なお、許可の申請、製造販売の承認等はすべて、厚生労働省が用意した電子申請システムを使用することとされています。下記サイトをご参照ください。当事務所は薬事法電子申請システムに対応しています。
許可後の運営
許可を受けた製造販売業者は、品質管理業務手順(GQP)、製造販売後安全管理手順(GVP)に従って、その業務を行います。

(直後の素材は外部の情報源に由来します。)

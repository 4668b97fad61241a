//! Chat and digest endpoints.
//!
//! Streaming works in one of two ways:
//!
//! 1. The client opens `GET /chat/stream/{session_id}` and keeps it open,
//!    then posts turns to `POST /chat/stream`; each turn's events arrive on
//!    the open channel as `StreamEvent` JSON.
//! 2. The client posts to `POST /chat/stream` with `createStream: true` and
//!    reads the turn from that response, framed as
//!    `{"type": "session_id" | "chunk" | "tool_call" | "end", ...}`.

use std::convert::Infallible;

use axum::extract::{Path, State};
use axum::http::StatusCode;
use axum::response::sse::{Event as SseEvent, KeepAlive, Sse};
use axum::response::{IntoResponse, Json, Response};
use axum::routing::{get, post};
use axum::Router;
use feedloom_chat::{ChatReply, ChatRequest, Digest, StreamEvent};
use feedloom_core::message::SessionId;
use futures::StreamExt;
use serde::{Deserialize, Serialize};
use tokio::sync::mpsc;
use tokio_stream::wrappers::ReceiverStream;
use tracing::info;

use crate::SharedState;
use crate::error::ApiResult;

const CHANNEL_CAPACITY: usize = 256;

pub fn chat_router() -> Router<SharedState> {
    Router::new()
        .route("/chat", post(chat_handler))
        .route("/chat/stream", post(stream_turn_handler))
        .route("/chat/stream/{session_id}", get(open_stream_handler))
        .route("/digest", post(digest_handler))
}

async fn chat_handler(State(state): State<SharedState>, Json(payload): Json<ChatRequest>) -> ApiResult<Json<ChatReply>> {
    info!(session_id = ?payload.session_id, model_type = ?payload.model_type, "Chat request");
    Ok(Json(state.chat.send(payload).await?))
}

/// `GET /chat/stream/{session_id}`: delivery channel for later turns.
async fn open_stream_handler(State(state): State<SharedState>, Path(session_id): Path<String>) -> Response {
    info!(session_id = %session_id, "Stream channel opened");
    let rx = state
        .chat
        .streams()
        .open(SessionId::from(&session_id), CHANNEL_CAPACITY)
        .await;

    let stream = ReceiverStream::new(rx).map(|event| {
        let data = serde_json::to_string(&event).unwrap_or_default();
        Ok::<_, Infallible>(SseEvent::default().data(data))
    });
    Sse::new(stream).keep_alive(KeepAlive::default()).into_response()
}

#[derive(Debug, Serialize)]
struct StreamStarted {
    session_id: SessionId,
    status: &'static str,
}

/// `POST /chat/stream`: run one streaming turn.
async fn stream_turn_handler(State(state): State<SharedState>, Json(payload): Json<ChatRequest>) -> ApiResult<Response> {
    if !payload.create_stream {
        let session_id = state.chat.stream_to_active(payload).await?;
        let started = StreamStarted {
            session_id,
            status: "streaming",
        };
        return Ok((StatusCode::ACCEPTED, Json(started)).into_response());
    }

    let (tx, rx) = mpsc::channel(CHANNEL_CAPACITY);
    let session_id = state.chat.stream(payload, tx).await?;
    info!(session_id = %session_id, "Direct stream started");

    let opening = futures::stream::iter(vec![WebFrame::SessionId {
        session_id: session_id.to_string(),
    }]);
    let mut announced = false;
    let frames = ReceiverStream::new(rx).flat_map(move |event| futures::stream::iter(web_frames(&event, &mut announced)));

    let stream = opening.chain(frames).map(|frame| {
        let data = serde_json::to_string(&frame).unwrap_or_default();
        Ok::<_, Infallible>(SseEvent::default().data(data))
    });
    Ok(Sse::new(stream).into_response())
}

/// Frames of the direct stream.
#[derive(Debug, Clone, PartialEq, Serialize, Deserialize)]
#[serde(tag = "type", rename_all = "snake_case")]
pub enum WebFrame {
    SessionId { session_id: String },
    Chunk { content: String },
    ToolCall,
    End,
}

/// Frames for one event. `tool_call` is announced once, before the first
/// chunk that carries the flag.
fn web_frames(event: &StreamEvent, announced: &mut bool) -> Vec<WebFrame> {
    let mut frames = Vec::with_capacity(2);
    if event.has_tool_call && !*announced {
        *announced = true;
        frames.push(WebFrame::ToolCall);
    }
    if !event.chunk.is_empty() {
        frames.push(WebFrame::Chunk {
            content: event.chunk.clone(),
        });
    }
    if event.is_final {
        frames.push(WebFrame::End);
    }
    frames
}

#[derive(Debug, Default, Deserialize)]
struct DigestRequest {
    #[serde(default, alias = "modelType")]
    model_type: Option<String>,
    #[serde(default)]
    limit: Option<usize>,
    #[serde(default)]
    date: Option<String>,
}

async fn digest_handler(State(state): State<SharedState>, payload: Option<Json<DigestRequest>>) -> ApiResult<Json<Digest>> {
    let Json(request) = payload.unwrap_or_default();
    let limit = request.limit.unwrap_or(state.config.recommendation.default_limit);
    let date = request.date.as_deref().map(str::trim).filter(|d| !d.is_empty());
    let digest = state
        .digester
        .digest(request.model_type.as_deref(), limit, date)
        .await?;
    Ok(Json(digest))
}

医薬品、医薬部外品、化粧品、医療機器を市場に出荷するには、その品目ごとに事前に製造販売の承認等の手続きが必要です。
また、輸入した医薬品等を製造販売するには、その品目ごとに事前に輸入届(窓口は厚生局)を提出する必要があります。これは製造販売の承認等の後に行います。
その他、随時又は定期的に行う届出・報告等の事務があります。